Vayamos ahora con la presentación de los personajes godos en Amaya[1]. Exceptuados los personajes principales (Ranimiro, Favila, Pelayo), nobles y generosos, Francisco Navarro Villoslada[2] pinta a los godos enervados por el lujo y la molicie; la rápida caída de su imperio se explica por la degradación a que había llegado aquella sociedad; a lo largo de toda la novela se va contrastando el lujo de los godos con la sencillez de los vascos (cfr. especialmente las pp. 291-292 y 294). Sin embargo, el autor se encarga de presentar a los godos como los unificadores de España, no tanto por la unidad territorial como por la religiosa, tal como explica Ranimiro a García:
¿Pero no veis que España no ha sido nación hasta que Recaredo la hizo toda católica? ¿Qué fue antes? Hormiguero de tribus, razas y pueblos; montón de piedras mal labradas, que no formaban muros ni edificios; pedazos sin zurcir, que no componían una vestimenta; y cuando eso no, vasta provincia del romano Imperio. Los godos mismos, ¿qué fuimos hasta Leovigildo, y sobre todo hasta Recaredo, sino súbditos del cetro de Occidente? España es España por los godos; España es pueblo independiente y libre por la fe católica.
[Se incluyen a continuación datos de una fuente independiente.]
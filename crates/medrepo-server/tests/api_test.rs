//! REST surface over the in-memory engine, driven through the router.

use axum::Router;
use axum::body::Body;
use axum::http::{HeaderMap, Method, Request, StatusCode, header};
use medrepo_server::config::{ShardSettings, TenantAssignmentSettings};
use medrepo_server::{AppConfig, Services, build_app, build_services};
use serde_json::{Value, json};
use tokio_util::sync::CancellationToken;
use tower::ServiceExt;

struct TestApp {
    app: Router,
    services: Services,
}

impl Drop for TestApp {
    fn drop(&mut self) {
        self.services.dispatcher.shutdown();
    }
}

fn test_config() -> AppConfig {
    let mut cfg = AppConfig::default();
    cfg.storage.shards = vec![
        ShardSettings {
            id: "shard-a".into(),
            url: None,
            schema: None,
        },
        ShardSettings {
            id: "shard-b".into(),
            url: None,
            schema: None,
        },
    ];
    cfg.storage.tenants = vec![TenantAssignmentSettings {
        tenant: "acme".into(),
        shard: "shard-a".into(),
    }];
    cfg.search.default_count = 2;
    cfg.search.max_count = 3;
    cfg
}

async fn test_app() -> TestApp {
    let cfg = test_config();
    let services = build_services(&cfg, CancellationToken::new())
        .await
        .unwrap();
    TestApp {
        app: build_app(&cfg, services.clone()),
        services,
    }
}

struct Reply {
    status: StatusCode,
    headers: HeaderMap,
    body: Value,
}

impl TestApp {
    async fn send(
        &self,
        method: Method,
        uri: &str,
        tenant: Option<&str>,
        extra: &[(&str, &str)],
        body: Option<Value>,
    ) -> Reply {
        let mut builder = Request::builder().method(method).uri(uri);
        if let Some(tenant) = tenant {
            builder = builder.header("x-tenant-id", tenant);
        }
        for (name, value) in extra {
            builder = builder.header(*name, *value);
        }
        let request = match body {
            Some(body) => builder
                .header(header::CONTENT_TYPE, "application/fhir+json")
                .body(Body::from(body.to_string()))
                .unwrap(),
            None => builder.body(Body::empty()).unwrap(),
        };

        let response = self.app.clone().oneshot(request).await.unwrap();
        let status = response.status();
        let headers = response.headers().clone();
        let bytes = axum::body::to_bytes(response.into_body(), usize::MAX)
            .await
            .unwrap();
        let body = if bytes.is_empty() {
            Value::Null
        } else {
            serde_json::from_slice(&bytes).unwrap()
        };
        Reply {
            status,
            headers,
            body,
        }
    }

    async fn create_patient(&self, gender: &str) -> String {
        let reply = self
            .send(
                Method::POST,
                "/fhir/Patient",
                Some("acme"),
                &[],
                Some(json!({"resourceType": "Patient", "gender": gender})),
            )
            .await;
        assert_eq!(reply.status, StatusCode::CREATED);
        reply.body["id"].as_str().unwrap().to_string()
    }
}

fn header_str<'a>(reply: &'a Reply, name: header::HeaderName) -> &'a str {
    reply.headers.get(name).unwrap().to_str().unwrap()
}

#[tokio::test]
async fn test_create_update_and_stale_conflict() {
    let app = test_app().await;
    let created = app
        .send(
            Method::POST,
            "/fhir/Patient",
            Some("acme"),
            &[],
            Some(json!({"resourceType": "Patient", "gender": "female"})),
        )
        .await;
    assert_eq!(created.status, StatusCode::CREATED);
    let id = created.body["id"].as_str().unwrap().to_string();
    assert_eq!(header_str(&created, header::ETAG), "W/\"1\"");
    assert_eq!(
        header_str(&created, header::LOCATION),
        format!("/fhir/Patient/{id}/_history/1")
    );
    assert!(created.headers.contains_key(header::LAST_MODIFIED));
    assert_eq!(
        header_str(&created, header::CONTENT_TYPE),
        "application/fhir+json"
    );

    let uri = format!("/fhir/Patient/{id}");
    let updated = app
        .send(
            Method::PUT,
            &uri,
            Some("acme"),
            &[("if-match", "W/\"1\"")],
            Some(json!({"resourceType": "Patient", "gender": "other"})),
        )
        .await;
    assert_eq!(updated.status, StatusCode::OK);
    assert_eq!(header_str(&updated, header::ETAG), "W/\"2\"");
    assert_eq!(updated.body["meta"]["versionId"], "2");

    let stale = app
        .send(
            Method::PUT,
            &uri,
            Some("acme"),
            &[("if-match", "W/\"1\"")],
            Some(json!({"resourceType": "Patient", "gender": "male"})),
        )
        .await;
    assert_eq!(stale.status, StatusCode::PRECONDITION_FAILED);
    assert_eq!(stale.body["resourceType"], "OperationOutcome");
    assert_eq!(stale.body["issue"][0]["code"], "conflict");

    let read = app.send(Method::GET, &uri, Some("acme"), &[], None).await;
    assert_eq!(read.status, StatusCode::OK);
    assert_eq!(read.body["gender"], "other");
    assert_eq!(header_str(&read, header::ETAG), "W/\"2\"");
}

#[tokio::test]
async fn test_update_requires_if_match() {
    let app = test_app().await;
    let id = app.create_patient("female").await;

    let reply = app
        .send(
            Method::PUT,
            &format!("/fhir/Patient/{id}"),
            Some("acme"),
            &[],
            Some(json!({"resourceType": "Patient"})),
        )
        .await;
    assert_eq!(reply.status, StatusCode::PRECONDITION_REQUIRED);

    let mismatched = app
        .send(
            Method::PUT,
            &format!("/fhir/Patient/{id}"),
            Some("acme"),
            &[("if-match", "W/\"1\"")],
            Some(json!({"resourceType": "Patient", "id": "someone-else"})),
        )
        .await;
    assert_eq!(mismatched.status, StatusCode::BAD_REQUEST);
}

#[tokio::test]
async fn test_delete_keeps_history() {
    let app = test_app().await;
    let id = app.create_patient("female").await;
    let uri = format!("/fhir/Patient/{id}");

    let deleted = app.send(Method::DELETE, &uri, Some("acme"), &[], None).await;
    assert_eq!(deleted.status, StatusCode::NO_CONTENT);
    assert_eq!(header_str(&deleted, header::ETAG), "W/\"2\"");

    let gone = app.send(Method::GET, &uri, Some("acme"), &[], None).await;
    assert_eq!(gone.status, StatusCode::GONE);
    assert_eq!(gone.body["issue"][0]["code"], "deleted");

    let again = app.send(Method::DELETE, &uri, Some("acme"), &[], None).await;
    assert_eq!(again.status, StatusCode::GONE);

    let history = app
        .send(
            Method::GET,
            &format!("{uri}/_history"),
            Some("acme"),
            &[],
            None,
        )
        .await;
    assert_eq!(history.status, StatusCode::OK);
    assert_eq!(history.body["type"], "history");
    assert_eq!(history.body["total"], 2);
    assert_eq!(history.body["entry"][0]["resource"]["gender"], "female");
    assert_eq!(history.body["entry"][1]["request"]["method"], "DELETE");

    let v1 = app
        .send(
            Method::GET,
            &format!("{uri}/_history/1"),
            Some("acme"),
            &[],
            None,
        )
        .await;
    assert_eq!(v1.status, StatusCode::OK);
    assert_eq!(v1.body["meta"]["versionId"], "1");

    let v2 = app
        .send(
            Method::GET,
            &format!("{uri}/_history/2"),
            Some("acme"),
            &[],
            None,
        )
        .await;
    assert_eq!(v2.status, StatusCode::GONE);

    let v9 = app
        .send(
            Method::GET,
            &format!("{uri}/_history/9"),
            Some("acme"),
            &[],
            None,
        )
        .await;
    assert_eq!(v9.status, StatusCode::NOT_FOUND);
}

#[tokio::test]
async fn test_unknown_resource_is_not_found() {
    let app = test_app().await;
    let reply = app
        .send(Method::GET, "/fhir/Patient/nope", Some("acme"), &[], None)
        .await;
    assert_eq!(reply.status, StatusCode::NOT_FOUND);
    assert_eq!(reply.body["issue"][0]["code"], "not-found");

    let bogus_type = app
        .send(
            Method::POST,
            "/fhir/Spaceship",
            Some("acme"),
            &[],
            Some(json!({"resourceType": "Spaceship"})),
        )
        .await;
    assert_eq!(bogus_type.status, StatusCode::BAD_REQUEST);
}

#[tokio::test]
async fn test_search_filters_and_caps_count() {
    let app = test_app().await;
    for gender in ["female", "female", "female", "female", "male"] {
        app.create_patient(gender).await;
    }

    let males = app
        .send(Method::GET, "/fhir/Patient?gender=male", Some("acme"), &[], None)
        .await;
    assert_eq!(males.status, StatusCode::OK);
    assert_eq!(males.body["type"], "searchset");
    assert_eq!(males.body["total"], 1);
    assert_eq!(males.body["entry"][0]["resource"]["gender"], "male");

    let default_page = app
        .send(Method::GET, "/fhir/Patient?gender=female", Some("acme"), &[], None)
        .await;
    assert_eq!(default_page.body["total"], 2);

    let capped = app
        .send(
            Method::GET,
            "/fhir/Patient?gender=female&_count=50",
            Some("acme"),
            &[],
            None,
        )
        .await;
    assert_eq!(capped.body["total"], 3);

    let unknown = app
        .send(Method::GET, "/fhir/Patient?shoe-size=9", Some("acme"), &[], None)
        .await;
    assert_eq!(unknown.status, StatusCode::BAD_REQUEST);
    assert_eq!(unknown.body["issue"][0]["code"], "invalid");
}

#[tokio::test]
async fn test_tenant_without_shard_is_unavailable() {
    let app = test_app().await;
    let body = json!({"resourceType": "Patient"});

    let no_tenant = app
        .send(Method::POST, "/fhir/Patient", None, &[], Some(body.clone()))
        .await;
    assert_eq!(no_tenant.status, StatusCode::SERVICE_UNAVAILABLE);

    let unassigned = app
        .send(
            Method::POST,
            "/fhir/Patient",
            Some("globex"),
            &[],
            Some(body.clone()),
        )
        .await;
    assert_eq!(unassigned.status, StatusCode::SERVICE_UNAVAILABLE);

    let assigned = app
        .send(
            Method::PUT,
            "/admin/tenants/globex/shard",
            None,
            &[],
            Some(json!({"shard": "shard-b"})),
        )
        .await;
    assert_eq!(assigned.status, StatusCode::OK);
    assert_eq!(assigned.body["shard"], "shard-b");

    let created = app
        .send(Method::POST, "/fhir/Patient", Some("globex"), &[], Some(body))
        .await;
    assert_eq!(created.status, StatusCode::CREATED);

    let tenants = app.send(Method::GET, "/admin/tenants", None, &[], None).await;
    let names: Vec<&str> = tenants
        .body
        .as_array()
        .unwrap()
        .iter()
        .map(|a| a["tenant_id"].as_str().unwrap())
        .collect();
    assert_eq!(names, vec!["acme", "globex"]);
}

#[tokio::test]
async fn test_unprovisioned_shard_cannot_be_assigned() {
    let app = test_app().await;
    let reply = app
        .send(
            Method::PUT,
            "/admin/tenants/initech/shard",
            None,
            &[],
            Some(json!({"shard": "shard-z"})),
        )
        .await;
    assert_eq!(reply.status, StatusCode::SERVICE_UNAVAILABLE);
}

#[tokio::test]
async fn test_healthz_reports_shards() {
    let app = test_app().await;
    let reply = app.send(Method::GET, "/healthz", None, &[], None).await;
    assert_eq!(reply.status, StatusCode::OK);
    assert_eq!(reply.body["status"], "ok");
    assert_eq!(reply.body["shards"].as_array().unwrap().len(), 5);
    assert_eq!(reply.body["sessions"], 0);
}

#[tokio::test]
async fn test_shard_admin_actions() {
    let app = test_app().await;

    let healthy = app
        .send(
            Method::POST,
            "/admin/shards/shard-a/clear-failure",
            None,
            &[],
            None,
        )
        .await;
    assert_eq!(healthy.status, StatusCode::BAD_REQUEST);

    let activated = app
        .send(Method::POST, "/admin/shards/shard-a/activate", None, &[], None)
        .await;
    assert_eq!(activated.status, StatusCode::OK);
    assert_eq!(activated.body["shard"], "shard-a");

    let missing = app
        .send(Method::POST, "/admin/shards/shard-z/activate", None, &[], None)
        .await;
    assert_eq!(missing.status, StatusCode::NOT_FOUND);
}

#[tokio::test]
async fn test_refresh_with_unknown_token_is_unauthorized() {
    let app = test_app().await;
    let reply = app
        .send(
            Method::POST,
            "/fhir/Subscription/$refresh-token",
            Some("acme"),
            &[],
            Some(json!({"token": "not-a-token"})),
        )
        .await;
    assert_eq!(reply.status, StatusCode::UNAUTHORIZED);
}

#[tokio::test]
async fn test_events_endpoint_only_for_subscriptions() {
    let app = test_app().await;
    let id = app.create_patient("female").await;
    let reply = app
        .send(
            Method::GET,
            &format!("/fhir/Patient/{id}/$events"),
            Some("acme"),
            &[],
            None,
        )
        .await;
    assert_eq!(reply.status, StatusCode::NOT_FOUND);
}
Perdidos los godos, perdida España, perdida en ella la religión, si vos no la salváis, García (p. 279).
La misma idea se expresa en el lamento por la pérdida de la España gótica entonado por Ranimiro, «el más godo de los godos»:
¡Adiós, reino visigodo, a quien tantos beneficios debe el mundo! ¡Bárbaros vinimos a la Iberia; pero menos bárbaros que los vándalos, suevos, hunos y alanos, a quienes dominamos, haciéndoles entrar en la civilización! Encontramos una España partida entre la verdad y la herejía, y dejamos un pueblo completamente iluminado con la luz de la fe. Tardamos en ser verdaderos reyes; pero hemos sido al fin los primeros monarcas españoles (p. 384).
Dejando aparte la discusión de si los godos eran españoles o no —pese a que Villoslada hable ya de España en su novela como de una entidad constituida, está claro que no nace como nación hasta siete siglos después—, uno de los principales defectos que se puede atribuir a Amaya es el hecho de que los personajes hagan gala de una conciencia histórica que, evidentemente, no podían tener; me refiero a que personajes como Ranimiro o García Jiménez son perfectamente conscientes de que están viviendo un momento de trascendental importancia histórica, no solo para el presente, sino para lo futuro (ver pp. 133, 234, 258), pues disponen de una visión casi profética —es, por supuesto, la del autor— de lo que sería la Reconquista.
[1] Cito por esta edición: Amaya o los vascos en el siglo VIII, San Sebastián, Ttarttalo Ediciones, 1991. Otra más reciente es: Amaya o los vascos en el siglo VIII, prólogo, edición y notas de Carlos Mata Induráin, Pamplona, Ediciones y Libros / Fundación Diario de Navarra, 2002 (col. «Biblioteca Básica Navarra», 1 y 2), 2 vols.
[2] Para el autor y el conjunto de su obra, ver Carlos Mata Induráin, Francisco Navarro Villoslada (1818-1895) y sus novelas históricas, Pamplona, Gobierno de Navarra, 1995. Y para su contexto literario, mi trabajo «Estructuras y técnicas narrativas de la novela histórica romántica española (1830-1870)», en Kurt Spang, Ignacio Arellano y Carlos Mata (eds.), La novela histórica. Teoría y comentarios, Pamplona, Eunsa, 1995, pp. 145-198; 2.ª ed., Pamplona, Eunsa, 1998, pp. 113-151.